HDAC binding to KMT gene promoters after repeated cocaine. (a–c) Quantitative ChIP for HDAC1, 2, and 3 in NAc from animals treated with repeated cocaine at 4 hours after the last injection. Significance determined using Student’s t tests. (a) HDAC1 (GAPDH, t₁₃ = 1.520, P = 0.1524; G9a, t₁₄ = 2.227, *P≤ 0.05; GLP, t₁₄ = 2.090, *P≤ 0.05; SUV39H1, t₁₂ = 1.735, P = 0.108) (N = 7 or 8/group). (b) HDAC2 (GAPDH, t₁₄ = 0.9857, P = 0.341), (G9a, t₁₂ =0.2604, P = 0.799), (GLP, t₁₁ = 0.3611, P = 0.7249), (SUV39H1, t₁₄ = 1.343, P = 0.2006) (N = 5–8/group). (c) HDAC3 (GAPDH, t₁₂ = 1.061, P = 0.3098), (G9a, t₁₂ = 1.624, P = 0.1303), (GLP, t₁₂ = 0.4761, P = 0.6245), (SUV39H1, t₁₂ = .1775, P = 0.8621) (N = 7/group).
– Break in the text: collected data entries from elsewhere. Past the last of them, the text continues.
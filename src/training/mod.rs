//! Training infrastructure: the environment interface, episode trajectories,
//! return estimation, the actor-critic and perception trainers, metrics, and
//! dashboard message types for live TUI updates.

pub mod dashboard_msg;
pub mod environment;
pub mod metrics;
pub mod perception_trainer;
pub mod returns;
pub mod trainer;
pub mod trajectory;
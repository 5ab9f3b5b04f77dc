use burn::module::AutodiffModule;
use burn::optim::adaptor::OptimizerAdaptor;
use burn::optim::{Adam, AdamConfig, GradientsParams, Optimizer};
use burn::prelude::*;
use burn::tensor::TensorData;
use rand::rngs::StdRng;
use rand::{Rng, SeedableRng};
use serde::{Deserialize, Serialize};
use tracing::info;

use crate::ai::backend::{default_device, TrainBackend};
use crate::ai::networks::{PerceptionNetwork, PerceptionNetworkConfig};
use crate::ai::preprocess::{feature_len, features_to_tensor, preprocess_frame};
use crate::ai::{PerceptionStack, PerceptionTarget, PongAgent, SimpleAi};
use crate::error::TrainingError;
use crate::game::{PongConfig, PongGame, Side};

/// Supervised training of the four position regressors.
#[derive(Debug, Clone, PartialEq, Serialize, Deserialize)]
#[serde(default)]
pub struct PerceptionConfig {
    pub hidden_dim: usize,
    pub learning_rate: f64,
    pub batch_size: usize,
    pub steps: usize,
    pub log_interval: usize,
    /// Probability that a data-collecting player moves at random.
    pub action_noise: f64,
    pub seed: Option<u64>,
}

impl Default for PerceptionConfig {
    fn default() -> Self {
        PerceptionConfig {
            hidden_dim: 64,
            learning_rate: 1e-3,
            batch_size: 32,
            steps: 2000,
            log_interval: 100,
            action_noise: 0.3,
            seed: None,
        }
    }
}

impl PerceptionConfig {
    /// Network config for frames of the given environment.
    pub fn network_config(&self, environment: &PongConfig) -> PerceptionNetworkConfig {
        PerceptionNetworkConfig::new(feature_len(environment.height, environment.width))
            .with_hidden_dim(self.hidden_dim)
    }
}

/// Mean squared error of each regressor over the last batch.
#[derive(Debug, Clone, Copy, Default, PartialEq)]
pub struct PerceptionLosses {
    pub ball_x: f32,
    pub ball_y: f32,
    pub my_y: f32,
    pub opponent_y: f32,
}

impl PerceptionLosses {
    fn set(&mut self, target: PerceptionTarget, loss: f32) {
        match target {
            PerceptionTarget::BallX => self.ball_x = loss,
            PerceptionTarget::BallY => self.ball_y = loss,
            PerceptionTarget::MyY => self.my_y = loss,
            PerceptionTarget::OpponentY => self.opponent_y = loss,
        }
    }

    pub fn mean(&self) -> f32 {
        (self.ball_x + self.ball_y + self.my_y + self.opponent_y) / 4.0
    }
}

type Regressor = PerceptionNetwork<TrainBackend>;

/// Collects frames from simulator self-play between two noisy scripted
/// players and fits each regressor to the observing player's ground truth.
pub struct PerceptionTrainer {
    config: PerceptionConfig,
    network_config: PerceptionNetworkConfig,
    game: PongGame,
    players: (SimpleAi, SimpleAi),
    rng: StdRng,
}

impl PerceptionTrainer {
    pub fn new(config: PerceptionConfig, environment: PongConfig) -> Self {
        let network_config = config.network_config(&environment);
        let seed = config.seed;
        let players = (
            SimpleAi::new(&environment).with_noise(config.action_noise, seed),
            SimpleAi::new(&environment).with_noise(config.action_noise, seed.map(|s| s + 1)),
        );
        let rng = match seed {
            Some(seed) => StdRng::seed_from_u64(seed),
            None => StdRng::from_os_rng(),
        };
        PerceptionTrainer {
            config,
            network_config,
            game: PongGame::new(environment),
            players,
            rng,
        }
    }

    /// Advance the simulator one tick and capture one (features, truth)
    /// sample from a randomly chosen player's point of view.
    fn next_sample(&mut self) -> Result<(Vec<f32>, [f32; 4]), TrainingError> {
        let left = self.players.0.get_action(&self.game.observation(Side::Left))?;
        let right = self.players.1.get_action(&self.game.observation(Side::Right))?;
        if self.game.step(left, right).done {
            self.game.reset();
        }

        let side = if self.rng.random_bool(0.5) {
            Side::Left
        } else {
            Side::Right
        };
        let features = preprocess_frame(&self.game.observation(side));
        let truth = self.game.ground_truth(side);
        Ok((features, PerceptionTarget::ALL.map(|t| t.select(&truth))))
    }

    /// Run the configured number of steps and return the frozen regressors
    /// with the final batch losses.
    pub fn train(&mut self) -> Result<(PerceptionStack, PerceptionLosses), TrainingError> {
        let device = default_device();
        let batch = self.config.batch_size;
        let mut networks: [Regressor; 4] =
            PerceptionTarget::ALL.map(|_| self.network_config.init(&device));
        let mut optimizers: [OptimizerAdaptor<Adam, Regressor, TrainBackend>; 4] =
            PerceptionTarget::ALL.map(|_| AdamConfig::new().init());
        let mut losses = PerceptionLosses::default();

        info!(
            steps = self.config.steps,
            batch_size = batch,
            input_dim = self.network_config.input_dim,
            "training perception networks"
        );

        for step in 1..=self.config.steps {
            let mut features = Vec::with_capacity(batch * self.network_config.input_dim);
            let mut targets: [Vec<f32>; 4] = Default::default();
            for _ in 0..batch {
                let (sample, truth) = self.next_sample()?;
                features.extend_from_slice(&sample);
                for (column, value) in targets.iter_mut().zip(truth) {
                    column.push(value);
                }
            }
            let input = features_to_tensor::<TrainBackend>(&features, batch, &device);

            for (i, target) in PerceptionTarget::ALL.into_iter().enumerate() {
                let expected = Tensor::<TrainBackend, 1>::from_data(TensorData::from(targets[i].as_slice()), &device)
                    .reshape([batch, 1]);
                let diff = networks[i].forward(input.clone()) - expected;
                let loss = (diff.clone() * diff).mean();
                let value: Vec<f32> = loss
                    .clone()
                    .into_data()
                    .to_vec()
                    .map_err(|e| TrainingError::TensorRead(format!("{e:?}")))?;
                losses.set(target, value.first().copied().unwrap_or_default());

                let grads = GradientsParams::from_grads(loss.backward(), &networks[i]);
                networks[i] = optimizers[i].step(self.config.learning_rate, networks[i].clone(), grads);
            }

            if step % self.config.log_interval.max(1) == 0 {
                info!(
                    step,
                    ball_x = losses.ball_x,
                    ball_y = losses.ball_y,
                    my_y = losses.my_y,
                    opponent_y = losses.opponent_y,
                    "perception loss"
                );
            }
        }

        let frozen = networks.map(|network| network.valid());
        Ok((PerceptionStack::from_networks(frozen, &device), losses))
    }
}
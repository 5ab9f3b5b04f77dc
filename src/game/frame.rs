/// Number of color channels in a rendered frame.
pub const CHANNELS: usize = 3;

/// Background color of the court. Channel 0 is what the preprocessor erases.
pub const BACKGROUND: [u8; CHANNELS] = [43, 48, 58];

/// Color used for paddles and the ball.
pub const FOREGROUND: [u8; CHANNELS] = [255, 255, 255];

/// A rendered RGB observation, row-major with interleaved channels.
#[derive(Debug, Clone, PartialEq, Eq)]
pub struct Frame {
    height: usize,
    width: usize,
    data: Vec<u8>,
}

impl Frame {
    /// A frame filled with one color.
    pub fn filled(height: usize, width: usize, color: [u8; CHANNELS]) -> Self {
        let mut data = Vec::with_capacity(height * width * CHANNELS);
        for _ in 0..height * width {
            data.extend_from_slice(&color);
        }
        Frame {
            height,
            width,
            data,
        }
    }

    /// Wrap raw interleaved pixel data. Returns `None` on a size mismatch.
    pub fn from_raw(height: usize, width: usize, data: Vec<u8>) -> Option<Self> {
        if data.len() != height * width * CHANNELS {
            return None;
        }
        Some(Frame {
            height,
            width,
            data,
        })
    }

    pub fn height(&self) -> usize {
        self.height
    }

    pub fn width(&self) -> usize {
        self.width
    }

    pub fn get(&self, row: usize, col: usize, channel: usize) -> u8 {
        self.data[(row * self.width + col) * CHANNELS + channel]
    }

    pub fn set_pixel(&mut self, row: usize, col: usize, color: [u8; CHANNELS]) {
        let idx = (row * self.width + col) * CHANNELS;
        self.data[idx..idx + CHANNELS].copy_from_slice(&color);
    }

    /// Paint an axis-aligned rectangle, clipped to the frame.
    pub fn fill_rect(
        &mut self,
        top: isize,
        left: isize,
        height: usize,
        width: usize,
        color: [u8; CHANNELS],
    ) {
        let row_start = top.max(0) as usize;
        let col_start = left.max(0) as usize;
        let row_end = ((top + height as isize).max(0) as usize).min(self.height);
        let col_end = ((left + width as isize).max(0) as usize).min(self.width);
        for row in row_start..row_end {
            for col in col_start..col_end {
                self.set_pixel(row, col, color);
            }
        }
    }

    /// Left-right mirror image, used for the second player's point of view.
    pub fn mirrored(&self) -> Frame {
        let mut out = self.clone();
        for row in 0..self.height {
            for col in 0..self.width {
                let src = (row * self.width + (self.width - 1 - col)) * CHANNELS;
                let dst = (row * self.width + col) * CHANNELS;
                out.data[dst..dst + CHANNELS].copy_from_slice(&self.data[src..src + CHANNELS]);
            }
        }
        out
    }

    pub fn is_background(&self, row: usize, col: usize) -> bool {
        self.get(row, col, 0) == BACKGROUND[0]
    }
}

#[cfg(test)]
mod tests {
    use super::*;

    #[test]
    fn test_fill_rect_clips() {
        let mut frame = Frame::filled(4, 4, BACKGROUND);
        frame.fill_rect(-1, 2, 3, 5, FOREGROUND);
        assert_eq!(frame.get(0, 2, 0), 255);
        assert_eq!(frame.get(1, 3, 1), 255);
        assert_eq!(frame.get(2, 3, 0), BACKGROUND[0]);
        assert_eq!(frame.get(0, 1, 0), BACKGROUND[0]);
    }

    #[test]
    fn test_mirrored() {
        let mut frame = Frame::filled(2, 3, BACKGROUND);
        frame.set_pixel(1, 0, FOREGROUND);
        let mirrored = frame.mirrored();
        assert_eq!(mirrored.get(1, 2, 0), 255);
        assert!(mirrored.is_background(1, 0));
        assert_eq!(mirrored.mirrored(), frame);
    }

    #[test]
    fn test_from_raw_checks_size() {
        assert!(Frame::from_raw(2, 2, vec![0; 12]).is_some());
        assert!(Frame::from_raw(2, 2, vec![0; 11]).is_none());
    }
}
#![recursion_limit = "256"]

use std::path::PathBuf;

use anyhow::{Context, Result};
use clap::Parser;
use tracing::info;
use tracing_subscriber::EnvFilter;

use pong_actor_critic::checkpoint::CheckpointStore;
use pong_actor_critic::config::AppConfig;
use pong_actor_critic::training::perception_trainer::PerceptionTrainer;

/// Fit the four position regressors on simulator frames.
#[derive(Parser)]
#[command(name = "train_perception", about = "Train the Pong perception networks")]
struct Cli {
    /// Directory to write the weights_*.mdl files into
    dir: PathBuf,

    /// Override the number of optimizer steps
    #[arg(long)]
    steps: Option<usize>,

    /// Path to TOML configuration file
    #[arg(long, default_value = "config.toml")]
    config: PathBuf,

    /// Seed the data-collecting players and the simulator
    #[arg(long)]
    seed: Option<u64>,
}

fn main() -> Result<()> {
    let cli = Cli::parse();
    let filter = EnvFilter::try_from_default_env().unwrap_or_else(|_| EnvFilter::new("info"));
    tracing_subscriber::fmt()
        .with_env_filter(filter)
        .with_writer(std::io::stderr)
        .init();

    let mut app_config = AppConfig::load_or_default(&cli.config)
        .with_context(|| format!("loading config from {}", cli.config.display()))?;
    if let Some(steps) = cli.steps {
        app_config.perception.steps = steps;
    }
    if let Some(seed) = cli.seed {
        app_config.perception.seed = Some(seed);
        app_config.environment.seed = Some(seed);
    }
    app_config.validate().context("validating configuration")?;

    let mut trainer = PerceptionTrainer::new(app_config.perception.clone(), app_config.environment.clone());
    let (stack, losses) = trainer.train().context("training perception networks")?;

    let store = CheckpointStore::new(&cli.dir);
    stack
        .save(&store)
        .with_context(|| format!("saving perception weights to {}", cli.dir.display()))?;
    info!(
        dir = %cli.dir.display(),
        mean_loss = losses.mean(),
        "perception networks saved"
    );
    Ok(())
}
use ratatui::{
    layout::Rect,
    style::{Color, Style},
    text::{Line, Span},
    widgets::Paragraph,
    Frame as TerminalFrame,
};

use crate::game::Frame;

/// Reduce a frame to a `rows x cols` grid of lit cells.
///
/// A cell is lit when any pixel inside its block differs from the background,
/// so a ball smaller than one cell still shows up.
pub fn downsample(frame: &Frame, cols: usize, rows: usize) -> Vec<Vec<bool>> {
    if cols == 0 || rows == 0 || frame.width() == 0 || frame.height() == 0 {
        return Vec::new();
    }
    (0..rows)
        .map(|r| {
            let (r0, r1) = span(r, rows, frame.height());
            (0..cols)
                .map(|c| {
                    let (c0, c1) = span(c, cols, frame.width());
                    (r0..r1).any(|row| (c0..c1).any(|col| !frame.is_background(row, col)))
                })
                .collect()
        })
        .collect()
}

/// Pixel range `[start, end)` covered by cell `index` of `cells`.
fn span(index: usize, cells: usize, pixels: usize) -> (usize, usize) {
    let start = index * pixels / cells;
    let end = ((index + 1) * pixels / cells).max(start + 1).min(pixels);
    (start.min(pixels.saturating_sub(1)), end)
}

/// Render the court with half-block glyphs, two pixel rows per terminal row.
pub fn render_court(frame: &mut TerminalFrame, court: &Frame, area: Rect) {
    let cols = area.width as usize;
    let grid = downsample(court, cols, area.height as usize * 2);

    let lines: Vec<Line> = grid
        .chunks(2)
        .map(|pair| {
            let top = &pair[0];
            let bottom = pair.get(1);
            let text: String = (0..cols)
                .map(|c| {
                    let lower = bottom.is_some_and(|b| b[c]);
                    match (top[c], lower) {
                        (true, true) => '\u{2588}',
                        (true, false) => '\u{2580}',
                        (false, true) => '\u{2584}',
                        (false, false) => ' ',
                    }
                })
                .collect();
            Line::from(Span::styled(text, Style::default().fg(Color::White)))
        })
        .collect();

    let widget = Paragraph::new(lines).style(Style::default().bg(Color::Rgb(43, 48, 58)));
    frame.render_widget(widget, area);
}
All data are presented as percent input enrichment.

Figure 4

Chronic MS-275 infusion prevents cocaine-induced changes in GABA_A receptor subunit expression and GABAergic tone in NAc. (a) mRNA expression of GABA_A receptor subunits (N = 5–8/group) in NAc after 12 days of continuous treatment with MS-275 (100 μM) and 24 hours after repeated cocaine (20 mg/kg). A significant interaction (two-way ANOVA followed by Bonferonni post hoc tests) between treatment and drug for many subunits was observed (GABRA1, F_1,27 = 16.62, P = 0.004; GABRA2, F_1,27 = 8.658, P = 0.0066; GABRA3, F_1,26 = 21.83, P < 0.0001; GABRB2, F_1,22 = 21.84, P < 0.0001; GABRG2, F_1,20 = 6.458, P = 0.0194). (b, c) Quantitative H3K9ac and H3K9me2 ChIP in NAc from mice treated with repeated cocaine or chronic MS-275 infusion into NAc with repeated cocaine at 24 hours. Data are presented as percent input enrichment (N = 5 or 6/group). (b) A significant effect (one-way ANOVA followed by Bonferonni post hoc tests) of MS-275 with repeated cocaine on H3K9ac binding at GABA_A receptor subunit promoters (GABRA1, F_2,16 = 26.02, P < 0.0001; GABRA2, F_2,16 = 11.37, P = 0.0012; GABRA3, F_2,14 = 5.841, P = 0.0169; GABRB3, F_2,16 = 14.39, P = 0.0004; Oct-4, F_2,12 = 3.038, P = 0.0932) was observed. (c) A significant difference (one-way ANOVA followed by Bonferonni post hoc tests) in H3K9me2 binding at GABA_A receptor subunit promoters (GABRA1, F_2,16 = 4.902, P = 0.0243; GABRA2, F_2,15 = 3.910, P = 0.0468; GABRA3, F_2,16 = 10.77, P = 0.0015; GABRB3, F_2,15 = 14.83, P = 0.0004; Oct-4, F_2,13 = 1.365, P = 0.2954) was observed. (d) IPSCs from NAc medium spiny neurons from mice treated with chronic saline or cocaine, and exposed to intra-NAc infusion of vehicle or MS-275 (N = 5–8/group). A significant interaction (two-way ANOVA followed by Bonferonni post hoc tests) between treatment and drug was observed for the frequency of spontaneous IPSCs (F_1,23 = 14.43, P = 0.0009). *P < 0.05 and **P < 0.01. All data presented as mean ± s.e.m.